# [Pocket PC] Gentoo en un PDA?

## ZaPa

Hola a todos, que tal?

Estoy pensando en hacer una compra de un pda, la marca seria un Airis, concretamente.. y me pregunto si se podia instalar gentoo en el pda y si ahi algun problema o cualquier pega...

¿Podrian informarme un poco?

Muchas gracias.

Saludos.

----------

## gringo

aqui hay un listado de pdas/móviles/smartphones donde se puede meter linux :

http://handhelds.org/moin/moin.cgi/SupportedHandheldSummary

Si de verdad te quieras liar, te recomendaría que te dieras una vuelta por ebay y que te pillaras algún pda hp de los viejos ( serie 1xxx o 2xxx p.ej.) que estos suelen estar bastante bien soportados. Los chismes nuevos por regla general no tienen soporte de ningún tipo. Tb. están los openmoko, greenphone y algún chisme mas que ya vienen con linux de serie, pero tengo entendido que no son precisamente baratos y no se pueden conseguir de una manera fácil en España.

Yo tengo una "especie de gentoo" corriendo en el ipag 4150 de mi señora, pero hay distros especificas pensadas para pdas como verás en el link que te pongo mas arriba.

saluetes

----------

## ZaPa

Hola de nuevo y gracias por tu respuesta gringo..

Mi pda airis no esta en la lista que me has facilitado.. pero esto sigfnifica que no puedo instalar gentoo en mi pda? que tengo que morir en windows?.. en que parte no es compatible? el procesador que lleva? en que componente no es compatbile para no poder ponerle linux?

No ahi ninguna forma "generica" de poner gentoo o cualquier otra distribución de linux en cualquier pda ?

Muchas gracias.

Espero respuestas.

Saludos.

----------

## gringo

 *Quote:*   

> en que parte no es compatible? el procesador que lleva? en que componente no es compatbile para no poder ponerle linux? 

 

si nos dices el modelo igual te puedo orientar un poco mas. Ten en cuenta que los de airis ( al igual que muchos) re-etiquetan un modelo con otro nombre y lo ponen a la venta, igual suena la flauta y en el extranjero ese chisme tenía otro nombre y si está soportado.

El microprocesador no suele ser el problema, si hay una cosa de la que linux puede alardear es que se puede ejecutar en casi cualquier cpu que se te pueda pasar por la cabeza. Normalmente todo radica en saber como funciona(n) la(s) placa(s) que llevan estos chismes y sus controladoras, sobre todo el lector rom y/o el lector de tarjetas suelen ser un punto crítico. 

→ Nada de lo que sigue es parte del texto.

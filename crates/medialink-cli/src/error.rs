// SPDX-License-Identifier: Apache-2.0
// Copyright 2025 The medialink Authors

use std::fmt;
use std::process::ExitCode;

/// CLI-specific error type with exit code mapping
#[derive(Debug)]
pub enum CliError {
    /// Invalid command-line arguments
    InvalidArgs(String),
    /// No device matched the requested criteria
    NoDevice(String),
    /// Device directory inaccessible
    Inaccessible(String),
    /// General error from the medialink library
    General(String),
}

impl fmt::Display for CliError {
    fn fmt(&self, f: &mut fmt::Formatter<'_>) -> fmt::Result {
        match self {
            CliError::InvalidArgs(msg) => write!(f, "Invalid arguments: {}", msg),
            CliError::NoDevice(msg) => write!(f, "No device found: {}", msg),
            CliError::Inaccessible(msg) => write!(f, "Device directory inaccessible: {}", msg),
            CliError::General(msg) => write!(f, "Error: {}", msg),
        }
    }
}

impl std::error::Error for CliError {}

impl CliError {
    /// Get the exit code for this error
    pub fn exit_code(&self) -> ExitCode {
        match self {
            CliError::InvalidArgs(_) => ExitCode::from(2),
            CliError::NoDevice(_) => ExitCode::from(3),
            CliError::Inaccessible(_) => ExitCode::from(4),
            CliError::General(_) => ExitCode::from(1),
        }
    }
}

/// Map medialink::Error to CliError with appropriate exit codes
impl From<medialink::Error> for CliError {
    fn from(err: medialink::Error) -> Self {
        use medialink::Error;

        match err {
            Error::NoMatchingDevice => CliError::NoDevice(format!("{}", err)),
            Error::DirectoryUnavailable { .. } => CliError::Inaccessible(format!("{}", err)),
            Error::NodeIdentity(_) | Error::TopologyQuery(_) | Error::AllocationFailed(_) => {
                CliError::General(format!("{}", err))
            }
        }
    }
}

/// Helper function to convert result to exit code
pub fn result_to_exit_code<T>(result: Result<T, CliError>) -> ExitCode {
    match result {
        Ok(_) => ExitCode::SUCCESS,
        Err(e) => {
            eprintln!("{}", e);
            e.exit_code()
        }
    }
}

En el ipaq de mi señora p.ej. está todo soportado excepto el lector flash del rom. La wifi funciona mas o menos pero eso es que simplemente no hay un driver en condiciones para linux, ni siquiera para x86.

 *Quote:*   

> No ahi ninguna forma "generica" de poner gentoo o cualquier otra distribución de linux en cualquier pda ? 

 

que yo sepa no. En las páginas de las distros especializadas en pdas hay un listado con el hardware soportado, puedes guiarte por eso tb. si quieres.

Y un aviso : el tener que sobreescribir el rom de tu pda para instalar linux siempre conlleva riesgos y te puedes quedar sin pda si no lo haces bien. 

saluetes

----------

## ZaPa

Hola de nuevo... y gracias de nuevo por tus respuestas e interes gringo...

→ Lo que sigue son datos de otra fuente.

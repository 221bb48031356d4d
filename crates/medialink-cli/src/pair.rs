// SPDX-License-Identifier: Apache-2.0
// Copyright 2025 The medialink Authors

//! End-to-end discovery: probe a video device, then correlate its media
//! controller.

use crate::error::CliError;
use clap::Args as ClapArgs;
use medialink::{Capability, Error, MediaDevice, VideoDevice};
use serde::Serialize;

#[derive(ClapArgs, Debug)]
pub struct Args {
    /// Device directory to scan
    #[arg(long, default_value = medialink::DEV_ROOT)]
    root: String,

    /// Accept memory-to-memory (codec) devices [default if no role given]
    #[arg(long)]
    m2m: bool,

    /// Accept capture devices
    #[arg(long)]
    capture: bool,

    /// Accept output devices
    #[arg(long)]
    output: bool,
}

#[derive(Debug, Serialize)]
struct PairOutput {
    video: EndpointSummary,
    media: Option<MediaSummary>,
}

#[derive(Debug, Serialize)]
struct EndpointSummary {
    path: String,
    driver: String,
    card: String,
    node: Option<String>,
}

#[derive(Debug, Serialize)]
struct MediaSummary {
    path: String,
    driver: String,
    model: String,
    bus_info: String,
    interfaces: usize,
}

pub fn execute(args: Args, json: bool) -> Result<(), CliError> {
    log::debug!("Executing pair command: {:?}", args);

    // Default to the codec role when no role flag is given; that is what
    // the correlation exists for in the first place.
    let want_m2m = args.m2m || (!args.capture && !args.output);

    let video = VideoDevice::probe_at(&args.root, |dev| {
        let cap = dev.capability();
        let m2m = cap.has(Capability::VIDEO_M2M) || cap.has(Capability::VIDEO_M2M_MPLANE);
        let capture =
            cap.has(Capability::VIDEO_CAPTURE) || cap.has(Capability::VIDEO_CAPTURE_MPLANE);
        let output = cap.has(Capability::VIDEO_OUTPUT) || cap.has(Capability::VIDEO_OUTPUT_MPLANE);
        (want_m2m && m2m) || (args.capture && capture) || (args.output && output)
    })?;

    let media = match MediaDevice::correlate_at(&args.root, &video) {
        Ok(media) => Some(media),
        // A legacy driver without a media controller is a reportable outcome
        // of a successful pairing attempt, not a failure.
        Err(Error::NoMatchingDevice) => None,
        Err(other) => return Err(other.into()),
    };

    let output = PairOutput {
        video: EndpointSummary {
            path: video.path().display().to_string(),
            driver: video.capability().driver().to_string(),
            card: video.capability().card().to_string(),
            node: video.node_identity().ok().map(|n| n.to_string()),
        },
        media: media.map(|m| {
            let interfaces = m.interfaces().map(|i| i.len()).unwrap_or(0);
            MediaSummary {
                path: m.path().display().to_string(),
                driver: m.info().driver().to_string(),
                model: m.info().model().to_string(),
                bus_info: m.info().bus_info().to_string(),
                interfaces,
            }
        }),
    };

    if json {
        let json_str = serde_json::to_string_pretty(&output)
            .map_err(|e| CliError::General(format!("JSON serialization failed: {}", e)))?;
        println!("{}", json_str);
    } else {
        print_text_output(&output);
    }

    Ok(())
}

fn print_text_output(output: &PairOutput) {
    match &output.video.node {
        Some(node) => println!(
            "Video: {} - {} [{}]",
            output.video.path, output.video.card, node
        ),
        None => println!("Video: {} - {}", output.video.path, output.video.card),
    }
    println!("  Driver: {}", output.video.driver);

    match &output.media {
        Some(media) => {
            println!(
                "Media: {} - {} ({} interfaces)",
                media.path, media.model, media.interfaces
            );
            println!("  Driver: {}", media.driver);
            println!("  Bus: {}", media.bus_info);
        }
        None => println!("Media: none (no media controller references this video node)"),
    }
}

Mi PDA Airis es un pocket pc normal... y lo que me extraña y no comprendo es una cosa...

Cuando yo voy a hacer la descarga de una imagen iso de gentoo.. me da elejir, para las arquitecturas, x86.... y entre ellas tambien tienes para elejir la opcion de ppc.. osea pocket pc... y esta imagen no es algo "universal"? como he dicho anteriormente? no va en todas las pdas?

La verdad es que me es de muchisimo interés instalar gentoo en mi pda ya que no quiero morir con windows ahi en mi pda..

Saludos.

Muchas gracias.

----------

## Inodoro_Pereyra

ppc es power pc, no pocket pc  :Very Happy: 

Salud!

----------

## gringo

lo que te dice Inodoro_Pereyra : los pdas normalmente son arm, no ppc, y que encuentras un stage arm no quiere decir que vayas a poder instalarlo en el pda que quieras, tienes que mirar en la web que te puse arriba ( o rebusca en google) si el kernel soporta tu hardware. 

saluetes

----------